[[ GIVEN INFORMATION open ]]
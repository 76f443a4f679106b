//! Provider classes

use crate::config::Config;
use crate::core::{ScabbardError, ScabbardResult};
use crate::generation::context::GenerationContext;
use crate::generation::lookup::{box_value, load_injectee, object_type};
use crate::generation::shape::{ClassShape, FieldShape, MethodShape, Operation};
use crate::metadata::Modifier;
use crate::model::{InjectionPoint, Provider, ProvisionPoint};
use scabbard_core::types::{ClassName, Type};

pub const INJECTOR_FIELD: &str = "injector";
pub const MODULE_FIELD: &str = "module";
pub const GET_METHOD: &str = "get";

/// Parameter types of a method injection point; empty for fields
pub fn parameter_types(point: &InjectionPoint) -> Vec<Type> {
    match point {
        InjectionPoint::Method { method, .. } => method.parameter_types(),
        InjectionPoint::Field { .. } => Vec::new(),
    }
}

pub struct ProviderGenerator<'a> {
    config: &'a Config,
    context: &'a GenerationContext,
}

impl<'a> ProviderGenerator<'a> {
    pub fn new(config: &'a Config, context: &'a GenerationContext) -> Self {
        Self { config, context }
    }

    /// Provider class: the injector (and the module instance for module
    /// members) come in through the constructor, `get()` produces the value
    pub fn generate(&self, provider: &Provider) -> ScabbardResult<ClassShape> {
        let runtime = &self.config.runtime;
        let name = &provider.provider_type;
        let injector_type = Type::Class(runtime.injector.clone());
        let module_type = Type::Class(provider.module_type.clone());
        let needs_module = !matches!(provider.provision_point, ProvisionPoint::Constructor { .. });

        let get = self.get_method(provider, &injector_type, &module_type)?;

        let mut shape = ClassShape::new(name.clone(), runtime.object.clone());
        shape.interfaces.push(runtime.provider.clone());
        shape.fields.push(FieldShape::new(
            INJECTOR_FIELD,
            injector_type.clone(),
            vec![Modifier::Private, Modifier::Final],
        ));
        if needs_module {
            shape.fields.push(FieldShape::new(
                MODULE_FIELD,
                module_type.clone(),
                vec![Modifier::Private, Modifier::Final],
            ));
        }

        let mut constructor =
            MethodShape::constructor(provider_constructor_parameters(self.config, provider));
        constructor
            .push(Operation::LoadThis)
            .push(Operation::InvokeConstructor {
                owner: runtime.object.clone(),
                parameters: Vec::new(),
            })
            .push(Operation::LoadThis)
            .push(Operation::LoadArgument { index: 1 })
            .push(Operation::PutField {
                owner: name.clone(),
                name: INJECTOR_FIELD.to_string(),
                field_type: injector_type,
            });
        if needs_module {
            constructor
                .push(Operation::LoadThis)
                .push(Operation::LoadArgument { index: 2 })
                .push(Operation::PutField {
                    owner: name.clone(),
                    name: MODULE_FIELD.to_string(),
                    field_type: module_type,
                });
        }
        constructor.push(Operation::Return);
        shape.constructor = Some(constructor);
        shape.methods.push(get);

        Ok(shape)
    }

    fn get_method(
        &self,
        provider: &Provider,
        injector_type: &Type,
        module_type: &Type,
    ) -> ScabbardResult<MethodShape> {
        let runtime = &self.config.runtime;
        let name = &provider.provider_type;
        let load_injector = [
            Operation::LoadThis,
            Operation::GetField {
                owner: name.clone(),
                name: INJECTOR_FIELD.to_string(),
                field_type: injector_type.clone(),
            },
        ];
        let load_module = [
            Operation::LoadThis,
            Operation::GetField {
                owner: name.clone(),
                name: MODULE_FIELD.to_string(),
                field_type: module_type.clone(),
            },
        ];

        let mut get = MethodShape::new(GET_METHOD, Vec::new(), object_type(runtime));
        match &provider.provision_point {
            ProvisionPoint::Constructor {
                injection_point, ..
            } => {
                let target = injection_point.container().clone();
                get.push(Operation::New {
                    class: target.clone(),
                })
                .push(Operation::Dup);
                for injectee in injection_point.injectees() {
                    load_injectee(&mut get, self.context, runtime, &load_injector, injectee);
                }
                get.push(Operation::InvokeConstructor {
                    owner: target,
                    parameters: parameter_types(injection_point),
                });
            }
            ProvisionPoint::Method {
                injection_point:
                    InjectionPoint::Method {
                        container,
                        method,
                        injectees,
                    },
                bridge,
                ..
            } => {
                get.body.extend_from_slice(&load_module);
                for injectee in injectees {
                    load_injectee(&mut get, self.context, runtime, &load_injector, injectee);
                }
                let target_name = bridge.as_ref().unwrap_or(method).name.clone();
                get.push(Operation::InvokeVirtual {
                    owner: container.clone(),
                    name: target_name,
                    parameters: method.parameter_types(),
                    return_type: method.return_type.clone(),
                });
                box_value(&mut get, &method.return_type);
            }
            ProvisionPoint::Method {
                injection_point, ..
            } => {
                return Err(ScabbardError::Generation(format!(
                    "Provider {} is backed by {}, which is not a method",
                    name, injection_point
                )));
            }
            ProvisionPoint::Field {
                container,
                field,
                bridge,
                ..
            } => {
                get.body.extend_from_slice(&load_module);
                match bridge {
                    Some(bridge) => get.push(Operation::InvokeVirtual {
                        owner: container.clone(),
                        name: bridge.name.clone(),
                        parameters: Vec::new(),
                        return_type: field.field_type.clone(),
                    }),
                    None => get.push(Operation::GetField {
                        owner: container.clone(),
                        name: field.name.clone(),
                        field_type: field.field_type.clone(),
                    }),
                };
                box_value(&mut get, &field.field_type);
            }
        }
        get.push(Operation::ReturnValue);
        Ok(get)
    }
}

/// Constructor parameter types of a generated provider
pub fn provider_constructor_parameters(config: &Config, provider: &Provider) -> Vec<Type> {
    let mut parameters = vec![Type::Class(config.runtime.injector.clone())];
    if !matches!(provider.provision_point, ProvisionPoint::Constructor { .. }) {
        parameters.push(Type::Class(provider.module_type.clone()));
    }
    parameters
}
//! Validation of the analyzed graph
//!
//! Validation never mutates the `InjectionContext`. Problems go to the error
//! reporter and the final verdict is whether any error was reported.

pub mod dependency_resolver;
pub mod sanity_checker;
pub mod validator;

pub use dependency_resolver::DependencyResolver;
pub use sanity_checker::SanityChecker;
pub use validator::Validator;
[[ GIVEN INFORMATION closed ]]
Lines of the data above that include the string "PutField" must each be copied.

            .push(Operation::PutField {
                .push(Operation::PutField {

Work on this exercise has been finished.